L’andamento del Pil nel primo trimestre dell’anno
La Nota congiunturale di aprile dell’Ufficio parlamentare di bilancio segnala che l’economia italiana cresce meno degli altri paesi dell’area Ue e che nell’ultimo trimestre del 2025 il potere d’acquisto delle famiglie si è ridotto dello 0,6%. «I servizi tengono - si legge nel documento - mentre l’attività industriale è debole e l’edilizia mostra andamenti divergenti». Per l’Upb la manifattura è debole, per via della contrazione della domanda e per i costi delle materie prime. Segnali positivi, invece, per il mercato del lavoro che «si stabilizza» con i salari la cui crescita «si mantiene superiore a quella dei prezzi al consumo, per circa due punti percentuali». Segnali negativi arrivano invece per le imprese dalle esportazioni, sia per effetto dell’aumento dei dazi Usa sia per effetto della crisi internazionale del commercio.
La guerra in Medio Oriente: due scenari di crisi
Secondo l’Upb il conflitto potrebbe portarsi via tra lo 0,2 e lo 0,4% del Pil italiano.

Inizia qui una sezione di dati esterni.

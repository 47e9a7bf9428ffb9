use nc_core::{Error, Result};
use std::collections::BTreeMap;
use std::sync::Arc;

use crate::config::CrawlerConfig;
use crate::extractor::PageExtractor;
use crate::selector::SelectorExtractor;

/// Known sources by name.
#[derive(Default, Clone)]
pub struct ExtractorRegistry {
    extractors: BTreeMap<String, Arc<dyn PageExtractor>>,
}

impl ExtractorRegistry {
    pub fn new() -> Self {
        Self::default()
    }

    /// One [`SelectorExtractor`] per configured source.
    pub fn from_config(config: &CrawlerConfig) -> Result<Self> {
        let mut registry = Self::new();
        for definition in &config.sources {
            registry.register(Arc::new(SelectorExtractor::new(definition.clone())?));
        }
        Ok(registry)
    }

    /// Adds `extractor` under its source name, replacing any previous one.
    pub fn register(&mut self, extractor: Arc<dyn PageExtractor>) {
        self.extractors.insert(extractor.source().to_string(), extractor);
    }

    pub fn get(&self, name: &str) -> Result<Arc<dyn PageExtractor>> {
        self.extractors.get(name).cloned().ok_or_else(|| {
            Error::Config(format!(
                "Unknown source '{}'. Available: {}",
                name,
                self.names().join(", ")
            ))
        })
    }

    pub fn names(&self) -> Vec<&str> {
        self.extractors.keys().map(String::as_str).collect()
    }

    pub fn all(&self) -> impl Iterator<Item = &Arc<dyn PageExtractor>> {
        self.extractors.values()
    }

    pub fn len(&self) -> usize {
        self.extractors.len()
    }

    pub fn is_empty(&self) -> bool {
        self.extractors.is_empty()
    }
}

Nel primo scenario ipotizzato, con una tregua duratura e la riapertura dello Stretto di Hormuz, la graduale normalizzazione delle forniture e dei prezzi avrebbe come effetto la perdita dello 0,2% sia nel 2026 sia nel 2027, mentre l'inflazione registrerebbe un aumento dell’1,3% nel 2026 e dello 0,5% nel 2027. Un conflitto più lungo costerebbe lo 0,4% del Pil sia quest’anno che nel 2027, mentre l'inflazione crescerebbe dell’1,3% nel 2026 e dell’1,1% nel 2027.

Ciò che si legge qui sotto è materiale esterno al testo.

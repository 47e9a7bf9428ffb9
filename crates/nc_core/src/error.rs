use thiserror::Error;

/// Fatal failure to start the page driver. A crawl run cannot proceed
/// without a session, so this is never retried by the core.
#[derive(Error, Debug, Clone, PartialEq, Eq)]
#[error("Browser setup failed: {reason}")]
pub struct SetupError {
    pub reason: String,
}

impl SetupError {
    pub fn new(reason: impl Into<String>) -> Self {
        Self { reason: reason.into() }
    }
}

#[derive(Error, Debug)]
pub enum Error {
    #[error("IO error: {0}")]
    Io(#[from] std::io::Error),

    #[error("Serialization error: {0}")]
    Serialization(#[from] serde_json::Error),

    #[error("Database error: {0}")]
    Database(String),

    #[error("Invalid URL: {0}")]
    InvalidUrl(String),

    #[error("HTTP error: {0}")]
    Http(#[from] reqwest::Error),

    #[error("Navigation error: {0}")]
    Navigation(String),

    #[error("Timed out fetching {url} after {attempts} attempt(s)")]
    FetchTimeout { url: String, attempts: u32 },

    #[error("HTTP {status} for {url}")]
    HttpStatus { url: String, status: u16 },

    #[error("Browser session is {0}")]
    SessionUnavailable(&'static str),

    #[error("Driver disconnected: {0}")]
    Disconnected(String),

    #[error("Extraction error: {0}")]
    Extraction(String),

    #[error("Storage error: {0}")]
    Storage(String),

    #[error("Failed to write batch of {} article(s): {reason}", .urls.len())]
    BatchWrite { urls: Vec<String>, reason: String },

    #[error("Invalid date window: {0}")]
    InvalidWindow(String),

    #[error("Configuration error: {0}")]
    Config(String),

    #[error(transparent)]
    Setup(#[from] SetupError),

    #[error("External error: {0}")]
    External(#[from] anyhow::Error),
}

impl Error {
    /// Only a driver setup failure aborts a run; everything else is scoped
    /// to one page, one article or one fetch attempt.
    pub fn is_fatal(&self) -> bool {
        matches!(self, Error::Setup(_))
    }

    /// Errors worth another navigation attempt inside `BrowserSession::fetch`.
    pub fn is_transient(&self) -> bool {
        match self {
            Error::Http(e) => e.is_timeout() || e.is_connect() || e.is_request() || e.is_body(),
            Error::HttpStatus { status, .. } => *status >= 500 || *status == 408 || *status == 429,
            Error::Navigation(_) | Error::Io(_) => true,
            _ => false,
        }
    }
}

impl From<url::ParseError> for Error {
    fn from(e: url::ParseError) -> Self {
        Error::InvalidUrl(e.to_string())
    }
}

pub type Result<T> = std::result::Result<T, Error>;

Il debito italiano secondo il Fmi
Il Fondo monetario internazionale segna il deficit italiano al 3,1% nel 2025 e lo prevede in calo al 2,8% nel 2026 e al 2,6% nel 2027. Il rapporto debito/Pil è dato in rialzo: dal 137,1% del 2025 al 138,4% del 2026, quindi nuovamente ai livelli record del 2022, e fino al 138,8% del 2027. Per il Fmi «la razionalizzazione delle spese fiscali, il miglioramento della compliance tributaria e il collegamento del consolidamento fiscale con iniziative per favorire la crescita, come la continua attuazione degli investimenti del Pnrr, potrebbero contribuire a ridurre l'elevato debito pubblico e a innalzare la produttività».
Il Governo è già al lavoro sul nuovo Documento di finanza pubblica
Il ministero dell’Economia sta predisponendo la bozza del Dfp 2026 prevista in discussione in via preliminare, in Consiglio dei ministri, entro la fine di aprile. Sul testo pesano le incertezze legate agli effetti delle crisi geopolitiche e il raggiungimento di quota 3% nel rapporto deficit/Pil. Obiettivo che il Governo ha dichiarato raggiunto ad ottobre ma che nel suo ultimo report di marzo l’Istat ha validato con uno scostamento dello 0,1% che supera la soglia, numeri che se confermati non consentiranno all’Italia di uscire dalla procedura di infrazione europea. Il Documento di finanza pubblica dovrà affrontare e risolvere più di un nodo strategico legato soprattutto alle nuove spese per la difesa europea.